[Source records]
--------------------------------------------------
//! 接口配置文本解析
//!
//! 解析 `key=value` 行格式的 AP 配置，得到一个物理接口上的全部 BSS：
//! `interface=` 设置当前 BSS 的接口名，`bss=` 开始一个新 BSS，其后的键都作用于它。
//! `#` 开头的行与空行忽略；未识别的键记日志后忽略。

use alloc::string::String;

use axerrno::{AxError, AxResult};
use ieee80211::{MacAddr, ETH_ALEN};

use crate::context::{BssConfig, HostapdIface, SSID_MAX_LEN};

/// 解析 00:11:22:33:44:55 格式（冒号可省略）
pub fn parse_mac_addr(s: &str) -> Option<MacAddr> {
    let s = s.as_bytes();
    let mut out = [0u8; ETH_ALEN];
    let mut i = 0;
    let mut byte_idx = 0;
    while byte_idx < ETH_ALEN && i + 2 <= s.len() {
        let hi = hex_nibble(s[i])?;
        let lo = hex_nibble(s[i + 1])?;
        out[byte_idx] = (hi << 4) | lo;
        byte_idx += 1;
        i += 2;
        if byte_idx < ETH_ALEN && i < s.len() && s[i] == b':' {
            i += 1;
        }
    }
    if byte_idx == ETH_ALEN && i == s.len() {
        Some(out)
    } else {
        None
    }
}

fn hex_nibble(b: u8) -> Option<u8> {
    match b {
        b'0'..=b'9' => Some(b - b'0'),
        b'a'..=b'f' => Some(b - b'a' + 10),
        b'A'..=b'F' => Some(b - b'A' + 10),
        _ => None,
    }
}

fn parse_flag(line: usize, value: &str) -> AxResult<bool> {
    match value.parse::<i32>() {
        Ok(v) => Ok(v != 0),
        Err(_) => {
            log::warn!(target: "hostap::hdrv", "line {}: invalid number '{}'", line, value);
            Err(AxError::InvalidInput)
        }
    }
}

/// 解析配置文本。
///
/// 行格式错误、SSID 长度不在 1..=32、BSSID 格式错误或有 BSS 缺少接口名时返回
/// `AxError::InvalidInput`。
pub fn parse_config(text: &str) -> AxResult<HostapdIface> {
    let mut iface = HostapdIface::new(alloc::vec![BssConfig::default()]);

    for (idx, raw) in text.lines().enumerate() {
        let line = idx + 1;
        let raw = raw.trim();
        if raw.is_empty() || raw.starts_with('#') {
            continue;
        }
        let Some((key, value)) = raw.split_once('=') else {
            log::warn!(target: "hostap::hdrv", "line {}: invalid line '{}'", line, raw);
            return Err(AxError::InvalidInput);
        };

        if key == "bss" {
            iface.bss.push(BssConfig::new(value));
            continue;
        }
        let Some(bss) = iface.bss.last_mut() else {
            return Err(AxError::InvalidInput);
        };
        match key {
            "interface" => bss.iface = String::from(value),
            "bridge" => bss.bridge = String::from(value),
            "ssid" => {
                if value.is_empty() || value.len() > SSID_MAX_LEN {
                    log::warn!(target: "hostap::hdrv", "line {}: invalid SSID '{}'", line, value);
                    return Err(AxError::InvalidInput);
                }
                bss.ssid = value.as_bytes().to_vec();
            }
            "test_socket" => bss.test_socket = Some(String::from(value)),
            "use_pae_group_addr" => bss.use_pae_group_addr = parse_flag(line, value)?,
            "bssid" => {
                let Some(addr) = parse_mac_addr(value) else {
                    log::warn!(target: "hostap::hdrv", "line {}: invalid bssid '{}'", line, value);
                    return Err(AxError::InvalidInput);
                };
                bss.bssid = Some(addr);
            }
            _ => log::debug!(target: "hostap::hdrv", "line {}: ignore unknown item '{}'", line, key),
        }
    }

    if let Some(pos) = iface.bss.iter().position(|b| b.iface.is_empty()) {
        log::warn!(target: "hostap::hdrv", "BSS #{} has no interface name", pos);
        return Err(AxError::InvalidInput);
    }
    Ok(iface)
}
--------------------------------------------------
**Exercise aim**: Each line above is to be set down again verbatim.

**Exercise output**:
//! 接口配置文本解析
//!
//! 解析 `key=value` 行格式的 AP 配置，得到一个物理接口上的全部 BSS：
//! `interface=` 设置当前 BSS 的接口名，`bss=` 开始一个新 BSS，其后的键都作用于它。
//! `#` 开头的行与空行忽略；未识别的键记日志后忽略。

use alloc::string::String;

use axerrno::{AxError, AxResult};
use ieee80211::{MacAddr, ETH_ALEN};

use crate::context::{BssConfig, HostapdIface, SSID_MAX_LEN};

/// 解析 00:11:22:33:44:55 格式（冒号可省略）
pub fn parse_mac_addr(s: &str) -> Option<MacAddr> {
    let s = s.as_bytes();
    let mut out = [0u8; ETH_ALEN];
    let mut i = 0;
    let mut byte_idx = 0;
    while byte_idx < ETH_ALEN && i + 2 <= s.len() {
        let hi = hex_nibble(s[i])?;
        let lo = hex_nibble(s[i + 1])?;
        out[byte_idx] = (hi << 4) | lo;
        byte_idx += 1;
        i += 2;
        if byte_idx < ETH_ALEN && i < s.len() && s[i] == b':' {
            i += 1;
        }
    }
    if byte_idx == ETH_ALEN && i == s.len() {
        Some(out)
    } else {
        None
    }
}

fn hex_nibble(b: u8) -> Option<u8> {
    match b {
        b'0'..=b'9' => Some(b - b'0'),
        b'a'..=b'f' => Some(b - b'a' + 10),
        b'A'..=b'F' => Some(b - b'A' + 10),
        _ => None,
    }
}

fn parse_flag(line: usize, value: &str) -> AxResult<bool> {
    match value.parse::<i32>() {
        Ok(v) => Ok(v != 0),
        Err(_) => {
            log::warn!(target: "hostap::hdrv", "line {}: invalid number '{}'", line, value);
            Err(AxError::InvalidInput)
        }
    }
}

/// 解析配置文本。
///
/// 行格式错误、SSID 长度不在 1..=32、BSSID 格式错误或有 BSS 缺少接口名时返回
/// `AxError::InvalidInput`。
pub fn parse_config(text: &str) -> AxResult<HostapdIface> {
    let mut iface = HostapdIface::new(alloc::vec![BssConfig::default()]);

    for (idx, raw) in text.lines().enumerate() {
        let line = idx + 1;
        let raw = raw.trim();
        if raw.is_empty() || raw.starts_with('#') {
            continue;
        }
        let Some((key, value)) = raw.split_once('=') else {
            log::warn!(target: "hostap::hdrv", "line {}: invalid line '{}'", line, raw);
            return Err(AxError::InvalidInput);
        };

        if key == "bss" {
            iface.bss.push(BssConfig::new(value));
            continue;
        }
        let Some(bss) = iface.bss.last_mut() else {
            return Err(AxError::InvalidInput);
        };
        match key {
            "interface" => bss.iface = String::from(value),
            "bridge" => bss.bridge = String::from(value),
            "ssid" => {
                if value.is_empty() || value.len() > SSID_MAX_LEN {
                    log::warn!(target: "hostap::hdrv", "line {}: invalid SSID '{}'", line, value);
                    return Err(AxError::InvalidInput);
                }
                bss.ssid = value.as_bytes().to_vec();
            }
            "test_socket" => bss.test_socket = Some(String::from(value)),
            "use_pae_group_addr" => bss.use_pae_group_addr = parse_flag(line, value)?,
            "bssid" => {
                let Some(addr) = parse_mac_addr(value) else {
                    log::warn!(target: "hostap::hdrv", "line {}: invalid bssid '{}'", line, value);
                    return Err(AxError::InvalidInput);
                };
                bss.bssid = Some(addr);
            }
            _ => log::debug!(target: "hostap::hdrv", "line {}: ignore unknown item '{}'", line, key),
        }
    }

    if let Some(pos) = iface.bss.iter().position(|b| b.iface.is_empty()) {
        log::warn!(target: "hostap::hdrv", "BSS #{} has no interface name", pos);
        return Err(AxError::InvalidInput);
    }
    Ok(iface)
}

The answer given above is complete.